Collected data entries:
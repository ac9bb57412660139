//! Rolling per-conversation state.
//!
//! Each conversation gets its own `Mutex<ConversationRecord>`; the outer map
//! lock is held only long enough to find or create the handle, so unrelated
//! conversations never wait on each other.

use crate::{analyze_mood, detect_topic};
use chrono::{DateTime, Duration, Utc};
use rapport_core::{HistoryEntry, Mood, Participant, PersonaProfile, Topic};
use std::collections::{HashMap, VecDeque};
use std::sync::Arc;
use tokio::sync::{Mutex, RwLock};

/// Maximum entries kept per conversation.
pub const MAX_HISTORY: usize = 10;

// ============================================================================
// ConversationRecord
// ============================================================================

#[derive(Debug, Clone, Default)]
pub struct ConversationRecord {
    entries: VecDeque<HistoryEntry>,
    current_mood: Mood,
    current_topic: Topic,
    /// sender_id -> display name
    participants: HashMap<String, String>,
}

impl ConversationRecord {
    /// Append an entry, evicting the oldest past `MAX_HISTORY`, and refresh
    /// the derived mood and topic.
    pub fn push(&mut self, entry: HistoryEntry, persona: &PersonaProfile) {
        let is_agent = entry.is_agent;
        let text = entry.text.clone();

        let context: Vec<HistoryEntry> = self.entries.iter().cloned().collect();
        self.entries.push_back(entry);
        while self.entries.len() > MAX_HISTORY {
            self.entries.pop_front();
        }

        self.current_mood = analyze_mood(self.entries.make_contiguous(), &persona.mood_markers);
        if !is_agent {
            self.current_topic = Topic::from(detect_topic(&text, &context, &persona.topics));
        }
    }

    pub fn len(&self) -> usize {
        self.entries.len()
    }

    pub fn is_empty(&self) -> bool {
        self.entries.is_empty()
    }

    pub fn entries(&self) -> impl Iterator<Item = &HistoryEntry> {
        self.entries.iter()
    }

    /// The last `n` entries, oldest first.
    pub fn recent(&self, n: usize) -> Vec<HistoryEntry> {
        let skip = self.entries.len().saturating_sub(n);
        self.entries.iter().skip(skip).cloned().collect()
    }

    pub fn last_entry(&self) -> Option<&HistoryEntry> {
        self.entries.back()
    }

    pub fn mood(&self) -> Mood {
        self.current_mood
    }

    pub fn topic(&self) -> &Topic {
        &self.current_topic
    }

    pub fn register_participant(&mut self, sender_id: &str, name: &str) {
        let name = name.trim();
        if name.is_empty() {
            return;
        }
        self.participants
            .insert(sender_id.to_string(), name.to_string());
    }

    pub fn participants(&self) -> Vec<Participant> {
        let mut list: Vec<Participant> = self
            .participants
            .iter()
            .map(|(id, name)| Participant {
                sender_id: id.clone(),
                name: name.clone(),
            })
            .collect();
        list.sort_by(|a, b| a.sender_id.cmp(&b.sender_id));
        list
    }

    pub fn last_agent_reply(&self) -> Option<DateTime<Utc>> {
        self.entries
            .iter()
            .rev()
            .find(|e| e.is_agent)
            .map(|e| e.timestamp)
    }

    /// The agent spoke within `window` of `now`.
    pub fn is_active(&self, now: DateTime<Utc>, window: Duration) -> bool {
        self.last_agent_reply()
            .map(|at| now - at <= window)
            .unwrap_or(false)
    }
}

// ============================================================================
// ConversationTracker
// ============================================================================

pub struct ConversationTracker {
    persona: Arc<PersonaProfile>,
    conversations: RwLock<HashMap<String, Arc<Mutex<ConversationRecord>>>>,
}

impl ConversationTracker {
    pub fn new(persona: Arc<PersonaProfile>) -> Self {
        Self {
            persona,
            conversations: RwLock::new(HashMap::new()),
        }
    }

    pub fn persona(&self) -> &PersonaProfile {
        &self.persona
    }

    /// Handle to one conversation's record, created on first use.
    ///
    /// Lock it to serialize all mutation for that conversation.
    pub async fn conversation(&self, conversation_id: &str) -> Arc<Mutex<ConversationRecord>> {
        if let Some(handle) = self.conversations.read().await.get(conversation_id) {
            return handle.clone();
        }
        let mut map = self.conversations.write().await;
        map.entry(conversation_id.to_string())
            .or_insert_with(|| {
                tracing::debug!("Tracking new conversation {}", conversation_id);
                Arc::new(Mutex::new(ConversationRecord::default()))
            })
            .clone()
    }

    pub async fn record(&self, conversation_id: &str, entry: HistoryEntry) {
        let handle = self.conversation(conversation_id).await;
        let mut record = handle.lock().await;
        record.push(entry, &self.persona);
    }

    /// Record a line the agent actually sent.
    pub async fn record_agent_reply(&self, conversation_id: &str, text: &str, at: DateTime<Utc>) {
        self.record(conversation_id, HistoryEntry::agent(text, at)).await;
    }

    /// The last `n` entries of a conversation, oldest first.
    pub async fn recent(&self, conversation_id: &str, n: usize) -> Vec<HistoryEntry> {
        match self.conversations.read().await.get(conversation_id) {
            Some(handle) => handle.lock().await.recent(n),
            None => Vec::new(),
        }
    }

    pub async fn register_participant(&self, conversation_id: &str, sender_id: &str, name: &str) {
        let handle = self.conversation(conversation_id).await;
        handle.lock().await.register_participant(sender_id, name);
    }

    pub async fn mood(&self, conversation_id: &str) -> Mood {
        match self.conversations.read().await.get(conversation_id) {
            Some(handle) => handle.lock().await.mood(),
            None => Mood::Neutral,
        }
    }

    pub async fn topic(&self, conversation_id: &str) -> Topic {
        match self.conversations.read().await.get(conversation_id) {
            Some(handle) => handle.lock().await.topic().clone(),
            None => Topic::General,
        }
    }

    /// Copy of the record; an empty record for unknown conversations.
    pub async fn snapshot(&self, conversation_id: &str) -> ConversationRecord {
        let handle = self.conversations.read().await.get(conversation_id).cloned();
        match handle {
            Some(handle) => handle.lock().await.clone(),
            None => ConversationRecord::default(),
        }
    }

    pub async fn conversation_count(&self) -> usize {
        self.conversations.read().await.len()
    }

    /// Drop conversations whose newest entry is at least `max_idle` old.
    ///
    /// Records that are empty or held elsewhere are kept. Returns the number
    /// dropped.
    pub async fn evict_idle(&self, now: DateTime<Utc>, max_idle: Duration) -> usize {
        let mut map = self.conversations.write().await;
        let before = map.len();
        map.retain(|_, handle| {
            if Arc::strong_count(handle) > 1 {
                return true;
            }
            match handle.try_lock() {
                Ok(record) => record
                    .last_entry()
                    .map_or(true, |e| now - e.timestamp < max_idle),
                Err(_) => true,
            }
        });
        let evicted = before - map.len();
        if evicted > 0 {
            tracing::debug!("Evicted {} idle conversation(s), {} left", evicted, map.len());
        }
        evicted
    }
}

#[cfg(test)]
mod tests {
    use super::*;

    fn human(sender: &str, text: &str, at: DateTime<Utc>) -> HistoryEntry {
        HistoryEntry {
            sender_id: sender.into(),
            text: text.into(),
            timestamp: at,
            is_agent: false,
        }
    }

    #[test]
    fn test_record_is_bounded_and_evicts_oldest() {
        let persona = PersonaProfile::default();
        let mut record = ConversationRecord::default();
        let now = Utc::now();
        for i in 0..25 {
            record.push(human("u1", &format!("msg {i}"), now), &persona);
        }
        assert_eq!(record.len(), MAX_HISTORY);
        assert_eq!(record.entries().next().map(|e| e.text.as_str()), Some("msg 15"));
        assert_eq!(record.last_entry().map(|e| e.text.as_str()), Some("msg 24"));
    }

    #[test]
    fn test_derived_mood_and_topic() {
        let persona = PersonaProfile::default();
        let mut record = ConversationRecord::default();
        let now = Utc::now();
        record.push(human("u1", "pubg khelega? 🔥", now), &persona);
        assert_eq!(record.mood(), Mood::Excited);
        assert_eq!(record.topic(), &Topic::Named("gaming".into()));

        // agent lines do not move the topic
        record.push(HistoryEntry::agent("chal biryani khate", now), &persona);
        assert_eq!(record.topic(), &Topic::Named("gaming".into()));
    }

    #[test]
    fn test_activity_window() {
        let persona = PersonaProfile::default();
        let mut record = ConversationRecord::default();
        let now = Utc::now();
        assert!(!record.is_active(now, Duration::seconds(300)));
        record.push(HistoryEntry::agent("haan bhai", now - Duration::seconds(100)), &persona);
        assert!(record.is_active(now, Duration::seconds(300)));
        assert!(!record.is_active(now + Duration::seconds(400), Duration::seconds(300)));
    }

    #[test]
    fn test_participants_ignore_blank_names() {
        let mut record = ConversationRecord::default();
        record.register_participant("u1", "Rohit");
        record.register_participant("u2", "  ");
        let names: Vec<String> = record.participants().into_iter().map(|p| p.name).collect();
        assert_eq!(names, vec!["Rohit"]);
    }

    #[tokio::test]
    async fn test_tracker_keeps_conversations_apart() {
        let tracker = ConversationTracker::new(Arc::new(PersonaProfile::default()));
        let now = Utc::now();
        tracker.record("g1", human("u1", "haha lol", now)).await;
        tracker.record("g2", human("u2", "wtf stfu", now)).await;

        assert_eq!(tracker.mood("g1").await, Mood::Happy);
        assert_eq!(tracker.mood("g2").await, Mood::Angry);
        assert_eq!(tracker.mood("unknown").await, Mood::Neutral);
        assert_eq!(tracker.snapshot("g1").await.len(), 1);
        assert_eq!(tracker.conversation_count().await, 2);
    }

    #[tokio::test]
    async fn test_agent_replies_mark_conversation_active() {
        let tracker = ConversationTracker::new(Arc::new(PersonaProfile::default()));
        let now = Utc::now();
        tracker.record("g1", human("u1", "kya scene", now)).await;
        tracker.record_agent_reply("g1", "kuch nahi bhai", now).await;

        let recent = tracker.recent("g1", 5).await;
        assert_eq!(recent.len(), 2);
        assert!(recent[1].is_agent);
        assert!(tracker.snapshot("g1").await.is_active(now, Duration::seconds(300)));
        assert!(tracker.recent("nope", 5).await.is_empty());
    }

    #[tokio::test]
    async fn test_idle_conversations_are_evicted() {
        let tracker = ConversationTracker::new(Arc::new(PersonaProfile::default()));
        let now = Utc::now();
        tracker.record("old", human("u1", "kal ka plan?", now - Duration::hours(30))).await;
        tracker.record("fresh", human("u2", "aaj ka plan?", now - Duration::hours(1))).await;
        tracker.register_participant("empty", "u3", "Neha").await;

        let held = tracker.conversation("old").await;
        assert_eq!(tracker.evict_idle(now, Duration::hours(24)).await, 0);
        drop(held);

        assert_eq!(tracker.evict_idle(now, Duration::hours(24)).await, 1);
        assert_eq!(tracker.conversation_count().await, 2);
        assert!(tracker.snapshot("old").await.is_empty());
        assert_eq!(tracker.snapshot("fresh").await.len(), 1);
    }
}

Exercise description
Where a line in the entries holds the word "None", copy that line.

Solution to this task
            None => Vec::new(),
            None => Mood::Neutral,
            None => Topic::General,
            None => ConversationRecord::default(),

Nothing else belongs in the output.